Anthony wrote back to me again and again because he wanted me to help him understand himself and what he had become. I wrote to him because I was angry at fate and afraid of the wheel of the past and the way it rolls forward, forward, no matter what power we think we have to stop it. To have a child, I staked everything on the hope that the wheel can be stopped. Holding my child, I felt her smallness, and the enormity of my gamble.


Antonello Silverini for the Boston Globe

When Anthony stands at the window of his cell, he can see the inmates out in the yard, and what he must look like when he is out there. Faceless and strange and interchangeable with other bad men.

I don’t know every crime that Anthony committed. He’s never been charged with murder, but I wouldn’t be surprised if he has killed. He calls himself “Death,” but he’s careful to say that is only a metaphor and that he has never murdered anyone. The prison staff monitors our correspondence.

His record of violence starts at just 7 years old.
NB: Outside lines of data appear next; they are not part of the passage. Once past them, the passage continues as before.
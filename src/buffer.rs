//! Immutable, reference-counted byte buffers and zero-copy sub-views into them.

use std::fmt;
use std::ops::Deref;
use std::sync::{Arc, Mutex};

use crate::errors::*;

/// An immutable view `[offset, offset + len)` into a shared byte block. Sub-views keep the parent
/// block alive through the shared owner, bytes are never duplicated.
#[derive(Clone)]
pub struct Buffer {
    owner: Arc<Vec<u8>>,
    offset: usize,
    len: usize,
}

impl Buffer {
    /// Creates a buffer that owns the whole `bytes`. The vector is moved, not copied.
    pub fn new<T: Into<Vec<u8>>>(bytes: T) -> Self {
        let owner = Arc::new(bytes.into());
        let len = owner.len();
        Buffer {
            owner,
            offset: 0,
            len,
        }
    }

    /// Creates a zero-copy view of `len` bytes starting at `offset` (relative to this view).
    pub fn slice(&self, offset: u64, len: u64) -> Result<Buffer> {
        let end = offset
            .checked_add(len)
            .ok_or_else(|| Error::Corrupt(format!("range {}+{} overflows.", offset, len)))?;

        if end > self.len as u64 {
            return Err(Error::Corrupt(format!(
                "range [{}, {}) lies outside of a buffer with {} bytes.",
                offset, end, self.len
            )));
        }

        Ok(Buffer {
            owner: self.owner.clone(),
            offset: self.offset + offset as usize,
            len: len as usize,
        })
    }

    #[inline]
    pub fn len(&self) -> usize {
        self.len
    }

    #[inline]
    pub fn is_empty(&self) -> bool {
        self.len == 0
    }

    /// Returns true if both views share the same underlying block.
    #[inline]
    pub fn shares_owner(&self, rhs: &Buffer) -> bool {
        Arc::ptr_eq(&self.owner, &rhs.owner)
    }

    #[inline]
    pub fn as_slice(&self) -> &[u8] {
        &self.owner[self.offset..self.offset + self.len]
    }

    #[inline]
    pub fn to_vec(&self) -> Vec<u8> {
        self.as_slice().to_vec()
    }
}

impl Deref for Buffer {
    type Target = [u8];

    #[inline]
    fn deref(&self) -> &[u8] {
        self.as_slice()
    }
}

impl AsRef<[u8]> for Buffer {
    #[inline]
    fn as_ref(&self) -> &[u8] {
        self.as_slice()
    }
}

impl From<Vec<u8>> for Buffer {
    fn from(bytes: Vec<u8>) -> Self {
        Buffer::new(bytes)
    }
}

impl PartialEq for Buffer {
    fn eq(&self, rhs: &Buffer) -> bool {
        self.as_slice() == rhs.as_slice()
    }
}

impl Eq for Buffer {}

impl PartialEq<[u8]> for Buffer {
    fn eq(&self, rhs: &[u8]) -> bool {
        self.as_slice() == rhs
    }
}

impl<'a> PartialEq<&'a [u8]> for Buffer {
    fn eq(&self, rhs: &&'a [u8]) -> bool {
        self.as_slice() == *rhs
    }
}

impl fmt::Debug for Buffer {
    fn fmt(&self, f: &mut fmt::Formatter) -> fmt::Result {
        f.debug_struct("Buffer")
            .field("offset", &self.offset)
            .field("len", &self.len)
            .finish()
    }
}

/// A pool of scratch byte vectors. Vectors are cleared when they come back, their capacity is
/// kept for the next borrower.
#[derive(Default)]
pub struct BufferPool {
    bufs: Mutex<Vec<Vec<u8>>>,
    max: usize,
}

impl BufferPool {
    /// Creates a pool that retains at most `max` idle vectors.
    pub fn new(max: usize) -> Self {
        BufferPool {
            bufs: Mutex::new(Vec::new()),
            max,
        }
    }

    /// Takes an empty vector out of the pool, or allocates a new one.
    pub fn take(&self) -> Vec<u8> {
        self.bufs.lock().unwrap().pop().unwrap_or_default()
    }

    /// Returns a vector to the pool.
    pub fn recycle(&self, mut buf: Vec<u8>) {
        buf.clear();

        let mut bufs = self.bufs.lock().unwrap();
        if bufs.len() < self.max {
            bufs.push(buf);
        }
    }

    /// The number of idle vectors.
    pub fn idle(&self) -> usize {
        self.bufs.lock().unwrap().len()
    }
}

#[cfg(test)]
mod test {
    use super::*;

    #[test]
    fn nested_slices() {
        let buf = Buffer::new((0..16u8).collect::<Vec<_>>());
        let a = buf.slice(4, 8).unwrap();
        let b = a.slice(2, 2).unwrap();

        assert_eq!(&*a, &[4, 5, 6, 7, 8, 9, 10, 11][..]);
        assert_eq!(&*b, &[6, 7][..]);
        assert!(b.shares_owner(&buf));

        assert!(a.slice(7, 2).is_err());
        assert!(a.slice(u64::max_value(), 2).is_err());
        assert!(a.slice(8, 0).unwrap().is_empty());
    }

    #[test]
    fn takes_ownership_without_copying() {
        let bytes = vec![1u8; 4096];
        let ptr = bytes.as_ptr();

        let buf = Buffer::new(bytes);
        assert_eq!(buf.as_ptr(), ptr);
        assert_eq!(buf.slice(16, 16).unwrap().as_ptr(), ptr.wrapping_add(16));
    }

    #[test]
    fn pool() {
        let pool = BufferPool::new(1);
        let mut a = pool.take();
        a.extend_from_slice(b"abc");
        let b = pool.take();

        pool.recycle(a);
        pool.recycle(b);
        assert_eq!(pool.idle(), 1);
        assert!(pool.take().is_empty());
    }
}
Court documents tell a staccato story of his childhood and teenage years. He was in and out of DYS custody for robbery, assaults, threats, destruction of property, shooting his little brothers repeatedly with a BB gun, and carrying a real gun, sneering at the officer who arrested him, “Hell yeah my gun is real. I got beef out there.”

He told me about other, uncharged teenage robberies and drug dealing, about stabbing one boy in elementary school and choking out another. His best friend was shot to death and died in his arms when he was 18, and Anthony spoke of retaliation. As an adult, he was arrested for threatening his girlfriend with a gun, assault, crack, carrying a gun, and for shooting a gun across Blue Hill Avenue. Sometimes he was found guilty; sometimes he got off. Prosecutors say he was a gunman for a violent street gang, which was connected to a run of murders and shootings during the time he was a member. Anthony himself was shot in the neck and died on the operating table before doctors brought him back to life. His ferocity made him feared, and it made him a target. He used to drive the streets of Boston with his gun on his lap, aiming it just under his window whenever a car pulled up beside him.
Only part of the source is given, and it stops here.